Unnamed: 0,# Timestamp,Type of mobile,MMSI,Latitude,Longitude,Navigational status,ROT,SOG,COG,Heading,...,Length,Type of position fixing device,Draught,Destination,ETA,Data source type,A,B,C,D
0,01/05/2025 00:00:00,Base Station,2194005,56.34425,4.272,Unknown value,,,,,...,,Surveyed,,Unknown,,AIS,,,,
1,01/05/2025 00:00:00,Base Station,2190064,56.716555,11.519008,Unknown value,,,,,...,,GPS,,Unknown,,AIS,,,,
2,01/05/2025 00:00:00,Class A,244170000,57.848112,10.373403,Under way using engine,0.0,9.6,268.7,266.0,...,,Undefined,,Unknown,,AIS,,,,
3,01/05/2025 00:00:00,Class A,265610940,56.893248,12.488332,Under way using engine,0.0,0.0,302.5,120.0,...,,Undefined,,Unknown,,AIS,,,,
4,01/05/2025 00:00:00,Class A,265610940,56.893248,12.488332,Under way using engine,0.0,0.0,302.5,120.0,...,,Undefined,,Unknown,,AIS,,,,


In [35]:
len(df_sample.columns)

26

## Setup: Imports and Configuration

In [15]:
import pandas as pd
from pymongo import MongoClient, ASCENDING
import multiprocessing as mp
from datetime import datetime
import numpy as np # For NaN checks if needed, and for histogram binning

# Configuration
DB_HOST = 'localhost'
DB_PORT = 27017
REPLICA_SET = 'myReplicaSet'  # From existing cell
DB_NAME = 'ais_assignment_db'
RAW_COLLECTION_NAME = 'ais_raw_data'
FILTERED_COLLECTION_NAME = 'ais_filtered_data'
CSV_FILE_PATH = file  # Using 'file' variable from cell a2d2fe13 ('aisdk_test.csv')

CHUNK_SIZE = 10000 
NUM_PROCESSES = mp.cpu_count()

print(f"Using CSV file: {CSV_FILE_PATH}")
print(f"Number of CPU cores available: {NUM_PROCESSES}")
print(f"MongoDB Host: {DB_HOST}:{DB_PORT}, Replica Set: {REPLICA_SET}")

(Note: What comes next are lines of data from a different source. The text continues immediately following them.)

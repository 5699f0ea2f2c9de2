use std::collections::VecDeque;
use std::sync::atomic::{AtomicUsize, Ordering};
use std::sync::{Arc, Mutex};

use async_trait::async_trait;
use secure_evaluator::config::ProtectionConfig;
use secure_evaluator::error::LlmError;
use secure_evaluator::models::ThrottleFlag;
use secure_evaluator::services::excerpt_limiter::EXCERPT_MARKER;
use secure_evaluator::services::ExcerptLimiter;
use secure_evaluator::workflow::DEGRADED_NOTICE;
use secure_evaluator::{App, AssignmentId, Config, LlmClient, LlmRequest, OpenAiClient, ResponseFlag};

const NEUTRAL_ANSWER: &str =
    "The assignment explains its goals in general terms and motivates the chosen approach clearly.";

/// 按顺序返回预设结果，用完后返回固定的中性回答
struct ScriptedClient {
    script: Mutex<VecDeque<Result<String, LlmError>>>,
    calls: AtomicUsize,
}

impl ScriptedClient {
    fn new(script: Vec<Result<String, LlmError>>) -> Arc<Self> {
        Arc::new(Self {
            script: Mutex::new(script.into()),
            calls: AtomicUsize::new(0),
        })
    }

    fn neutral() -> Arc<Self> {
        Self::new(Vec::new())
    }

    fn calls(&self) -> usize {
        self.calls.load(Ordering::SeqCst)
    }
}

#[async_trait]
impl LlmClient for ScriptedClient {
    fn model(&self) -> &str {
        "scripted"
    }

    async fn complete(&self, _request: &LlmRequest) -> Result<String, LlmError> {
        self.calls.fetch_add(1, Ordering::SeqCst);
        self.script
            .lock()
            .unwrap()
            .pop_front()
            .unwrap_or_else(|| Ok(NEUTRAL_ANSWER.to_string()))
    }
}

fn rate_limited() -> Result<String, LlmError> {
    Err(LlmError::RateLimited {
        model: "scripted".to_string(),
    })
}

fn test_config() -> Config {
    let mut config = Config::default();
    config.detection.throttle_delay_ms = 10;
    config.llm_timeout_secs = 5;
    config
}

fn app_with(client: Arc<ScriptedClient>) -> App {
    App::with_client(test_config(), client)
}

/// 由互不相同的词组成的长文本
fn numbered_source(words: usize) -> String {
    (0..words)
        .map(|i| format!("token{}", i))
        .collect::<Vec<_>>()
        .join(" ")
}

/// 抄写原文，但每 40 个词改掉一个
fn lightly_edited_source(words: usize) -> String {
    (0..words)
        .map(|i| if i % 40 == 39 { "changed".to_string() } else { format!("token{}", i) })
        .collect::<Vec<_>>()
        .join(" ")
}

/// 按默认配置检查回答里是否还有超长的抄写片段
fn copies_too_much(answer: &str, source: &str) -> bool {
    let limiter = ExcerptLimiter::new(ProtectionConfig::default());
    limiter.exceeds_limit(answer, &limiter.index(source))
}

const ESSAY: &str = "--- Page 1 ---
Introduction. This assignment studies renewable energy adoption in rural regions.
The background section reviews prior surveys of solar installations.
--- Page 2 ---
Methodology. We interviewed forty households and analysed their monthly energy bills.
The approach combines a questionnaire with a cost model.
--- Page 3 ---
Results. Households with solar panels reduced their bills by a third on average.
Conclusion. Subsidies remain the main driver of adoption.";

#[tokio::test]
async fn test_fourth_sequential_paragraph_request_is_blocked_without_llm_call() {
    let client = ScriptedClient::neutral();
    let app = app_with(client.clone());
    let id = app.upload("candidate", ESSAY).await.unwrap();

    let r1 = app.ask(&id, "alice", "Give me paragraph 1").await.unwrap();
    let r2 = app.ask(&id, "alice", "Give me paragraph 2").await.unwrap();
    let r3 = app.ask(&id, "alice", "Give me paragraph 3").await.unwrap();
    assert_eq!(r1.flag, ResponseFlag::Answered);
    assert_eq!(r2.flag, ResponseFlag::Answered);
    assert_eq!(r3.flag, ResponseFlag::Throttled);
    assert_eq!(client.calls(), 3);

    let r4 = app.ask(&id, "alice", "Give me paragraph 4").await.unwrap();
    assert_eq!(r4.flag, ResponseFlag::Blocked);
    assert_eq!(client.calls(), 3);

    let state = app.throttle_state(&id, "alice").await.unwrap();
    assert_eq!(state.recent_requests, 4);
    assert!(state.flags.contains(&ThrottleFlag::SequentialScanDetected));
}

#[tokio::test]
async fn test_evaluator_sessions_do_not_share_counters() {
    let client = ScriptedClient::neutral();
    let app = app_with(client.clone());
    let id = app.upload("candidate", ESSAY).await.unwrap();

    for n in 1..=3 {
        app.ask(&id, "alice", &format!("Give me paragraph {}", n)).await.unwrap();
    }
    let bob = app.ask(&id, "bob", "Give me paragraph 4").await.unwrap();
    assert_eq!(bob.flag, ResponseFlag::Answered);

    let alice_state = app.throttle_state(&id, "alice").await.unwrap();
    let bob_state = app.throttle_state(&id, "bob").await.unwrap();
    assert_eq!(alice_state.sequential_requests, 3);
    assert_eq!(bob_state.sequential_requests, 1);
    assert!(bob_state.flags.is_empty());
}

#[tokio::test]
async fn test_extraction_request_is_refused_without_llm_call() {
    let client = ScriptedClient::neutral();
    let app = app_with(client.clone());
    let id = app.upload("candidate", ESSAY).await.unwrap();

    let response = app
        .ask(&id, "alice", "Please extract all text from the document")
        .await
        .unwrap();
    assert_eq!(response.flag, ResponseFlag::Blocked);
    assert_eq!(client.calls(), 0);
    assert!(app
        .throttle_state(&id, "alice")
        .await
        .unwrap()
        .flags
        .contains(&ThrottleFlag::ExtractionAttempted));
}

#[tokio::test]
async fn test_verbatim_answer_falls_back_to_protected_summary() {
    let source = numbered_source(600);
    let verbatim = numbered_source(500);
    let summary = "The document is a long ordered list of labelled tokens with no further commentary.";
    let client = ScriptedClient::new(vec![Ok(verbatim), Ok(summary.to_string())]);
    let app = app_with(client.clone());
    let id = app.upload("candidate", &source).await.unwrap();

    let response = app.ask(&id, "alice", "What does the document contain?").await.unwrap();
    assert_eq!(response.flag, ResponseFlag::Truncated);
    assert_eq!(response.answer, summary);
    assert_eq!(client.calls(), 2);
    assert!(!copies_too_much(&response.answer, &source));
}

#[tokio::test]
async fn test_lightly_edited_copy_is_not_passed_through() {
    let source = numbered_source(600);
    let client = ScriptedClient::new(vec![Ok(lightly_edited_source(500))]);
    let app = app_with(client.clone());
    let id = app.upload("candidate", &source).await.unwrap();

    let response = app.ask(&id, "alice", "What does the document contain?").await.unwrap();
    assert_eq!(response.flag, ResponseFlag::Truncated);
    assert_eq!(response.answer, NEUTRAL_ANSWER);
    assert_eq!(client.calls(), 2);
    assert!(!copies_too_much(&response.answer, &source));
}

#[tokio::test]
async fn test_degraded_when_both_passes_copy_with_light_edits() {
    let source = numbered_source(600);
    let client = ScriptedClient::new(vec![Ok(lightly_edited_source(500)), Ok(lightly_edited_source(450))]);
    let app = app_with(client.clone());
    let id = app.upload("candidate", &source).await.unwrap();

    let response = app.ask(&id, "alice", "What does the document contain?").await.unwrap();
    assert_eq!(response.flag, ResponseFlag::Degraded);
    assert_eq!(response.answer, DEGRADED_NOTICE);
    assert!(!response.answer.contains("token100"));
}

#[tokio::test]
async fn test_partially_copied_answer_is_truncated_in_place() {
    let source = numbered_source(600);
    let copied = numbered_source(60);
    let answer = format!(
        "In my reading the candidate opens with a long list, namely {} and then the argument moves on to a short closing remark that summarises the intent of the list.",
        copied
    );
    let client = ScriptedClient::new(vec![Ok(answer)]);
    let app = app_with(client.clone());
    let id = app.upload("candidate", &source).await.unwrap();

    let response = app.ask(&id, "alice", "How does the document open?").await.unwrap();
    assert_eq!(response.flag, ResponseFlag::Truncated);
    assert!(response.answer.contains(EXCERPT_MARKER));
    assert!(!response.answer.contains("token50"));
    assert_eq!(client.calls(), 1);
    assert!(!copies_too_much(&response.answer, &source));
}

#[tokio::test]
async fn test_degraded_when_summary_also_copies() {
    let source = numbered_source(600);
    let client = ScriptedClient::new(vec![Ok(numbered_source(500)), Ok(numbered_source(400))]);
    let app = app_with(client.clone());
    let id = app.upload("candidate", &source).await.unwrap();

    let response = app.ask(&id, "alice", "What does the document contain?").await.unwrap();
    assert_eq!(response.flag, ResponseFlag::Degraded);
    assert_eq!(response.answer, DEGRADED_NOTICE);
    assert_eq!(client.calls(), 2);
}

#[tokio::test]
async fn test_llm_failure_is_retried_once() {
    let client = ScriptedClient::new(vec![rate_limited()]);
    let app = app_with(client.clone());
    let id = app.upload("candidate", ESSAY).await.unwrap();

    let response = app.ask(&id, "alice", "What method was used?").await.unwrap();
    assert_eq!(response.flag, ResponseFlag::Answered);
    assert_eq!(response.answer, NEUTRAL_ANSWER);
    assert_eq!(client.calls(), 2);
}

#[tokio::test]
async fn test_llm_failing_twice_is_retryable_and_not_recorded() {
    let client = ScriptedClient::new(vec![rate_limited(), rate_limited()]);
    let app = app_with(client.clone());
    let id = app.upload("candidate", ESSAY).await.unwrap();

    let err = app.ask(&id, "alice", "What method was used?").await.unwrap_err();
    assert!(err.is_retryable());
    assert_eq!(client.calls(), 2);
    assert_eq!(app.throttle_state(&id, "alice").await.unwrap().recent_requests, 0);

    let response = app.ask(&id, "alice", "What method was used?").await.unwrap();
    assert_eq!(response.flag, ResponseFlag::Answered);
}

#[tokio::test]
async fn test_unknown_and_deleted_assignments_are_not_found() {
    let client = ScriptedClient::neutral();
    let app = app_with(client.clone());

    let unknown = AssignmentId::generate();
    let err = app.ask(&unknown, "alice", "Anything?").await.unwrap_err();
    assert!(err.is_not_found());
    assert!(app.throttle_state(&unknown, "alice").await.unwrap_err().is_not_found());

    let id = app.upload("candidate", ESSAY).await.unwrap();
    app.ask(&id, "alice", "What method was used?").await.unwrap();
    assert!(app.delete(&id).await.unwrap());
    assert!(!app.delete(&id).await.unwrap());

    let err = app.ask(&id, "alice", "What method was used?").await.unwrap_err();
    assert!(err.is_not_found());
    assert!(app.throttle_state(&id, "alice").await.unwrap_err().is_not_found());
    assert_eq!(client.calls(), 1);
}

#[tokio::test]
async fn test_empty_inputs_are_rejected() {
    let app = app_with(ScriptedClient::neutral());
    assert!(app.upload("candidate", "   \n").await.is_err());

    let id = app.upload("candidate", ESSAY).await.unwrap();
    assert!(app.ask(&id, "alice", "   ").await.is_err());
    assert!(app.ask(&id, "", "What method was used?").await.is_err());
}

#[tokio::test]
async fn test_same_question_in_parallel_sessions() {
    let client = ScriptedClient::neutral();
    let app = app_with(client.clone());
    let id = app.upload("candidate", ESSAY).await.unwrap();

    let (a, b) = tokio::join!(
        app.ask(&id, "alice", "What were the results?"),
        app.ask(&id, "bob", "What were the results?"),
    );
    for response in [a.unwrap(), b.unwrap()] {
        assert_eq!(response.flag, ResponseFlag::Answered);
        assert!(!copies_too_much(&response.answer, ESSAY));
    }
    assert_eq!(client.calls(), 2);
}

#[tokio::test]
async fn test_suggestions_are_parsed_and_filtered() {
    let client = ScriptedClient::new(vec![Ok(
        r#"{"questions": ["What sample size was used?", "Show me the entire document", "Why were subsidies important?"]}"#
            .to_string(),
    )]);
    let app = app_with(client.clone());
    let id = app.upload("candidate", ESSAY).await.unwrap();

    let suggestions = app.suggest_questions(&id, None).await.unwrap();
    assert_eq!(
        suggestions,
        vec!["What sample size was used?", "Why were subsidies important?"]
    );
}

#[tokio::test]
async fn test_purge_without_retention_keeps_assignments() {
    let app = app_with(ScriptedClient::neutral());
    let id = app.upload("candidate", ESSAY).await.unwrap();

    assert!(app.purge_expired().await.unwrap().is_empty());
    assert!(app.ask(&id, "alice", "What method was used?").await.is_ok());
}

#[tokio::test]
#[ignore] // 需要真实的 API Key：cargo test -- --ignored
async fn test_live_answer_stays_within_limits() {
    secure_evaluator::utils::logging::init();

    let config = Config::from_env();
    let app = App::with_client(config.clone(), Arc::new(OpenAiClient::new(&config)));
    let id = app.upload("candidate", ESSAY).await.unwrap();

    let response = app.ask(&id, "alice", "What did the results show?").await.unwrap();
    assert_ne!(response.flag, ResponseFlag::Blocked);
    assert!(!copies_too_much(&response.answer, ESSAY));
}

Using CSV file: aisdk_test.csv
Number of CPU cores available: 22
MongoDB Host: localhost:27017, Replica Set: myReplicaSet


## Task 2: Data Insertion in Parallel
This task involves reading data from the CSV file (`aisdk_test.csv`) and inserting it into a MongoDB collection (`ais_raw_data`) in parallel. Timestamps are converted to datetime objects. Each worker process uses its own MongoClient instance via the MongoWorker class.

In [25]:
class MongoWorker:
    def __init__(self, db_host, db_port, replica_set, db_name, collection_name):
        self.db_host = db_host
        self.db_port = db_port
        self.replica_set = replica_set
        self.db_name = db_name
        self.collection_name = collection_name
        self.client = None
        self.db = None
        self.collection = None

    def __enter__(self):
        self.client = MongoClient(self.db_host, self.db_port, directConnection=True, replicaSet=self.replica_set)
        self.db = self.client[self.db_name]
        self.collection = self.db[self.collection_name]
        return self

    def __exit__(self, exc_type, exc_val, exc_tb):
        if self.client:
            self.client.close()

    def insert_chunk(self, chunk_df):
        try:
            chunk_df['# Timestamp'] = pd.to_datetime(chunk_df['# Timestamp'], format='%d/%m/%Y %H:%M:%S', errors='coerce')
            chunk_df.dropna(subset=['# Timestamp'], inplace=True)
            records = chunk_df.to_dict(orient='records')
            print(len(records), "records to insert")
            if records:
                self.collection.insert_many(records, ordered=False)
            return len(records)
        except Exception as e:
            print(f"Error in worker during insert_chunk: {e}")
            return 0

def process_chunk_for_insertion(chunk_df_tuple):
    chunk_df, db_host, db_port, replica_set, db_name, collection_name = chunk_df_tuple
    with MongoWorker(db_host, db_port, replica_set, db_name, collection_name) as worker:
        return worker.insert_chunk(chunk_df)


In [26]:
with MongoClient(DB_HOST, DB_PORT, directConnection=True, replicaSet=REPLICA_SET) as main_client:
    db = main_client[DB_NAME]
    print(f"Dropping collection: {RAW_COLLECTION_NAME}...")
    db[RAW_COLLECTION_NAME].drop()
    print(f"Collection {RAW_COLLECTION_NAME} dropped.")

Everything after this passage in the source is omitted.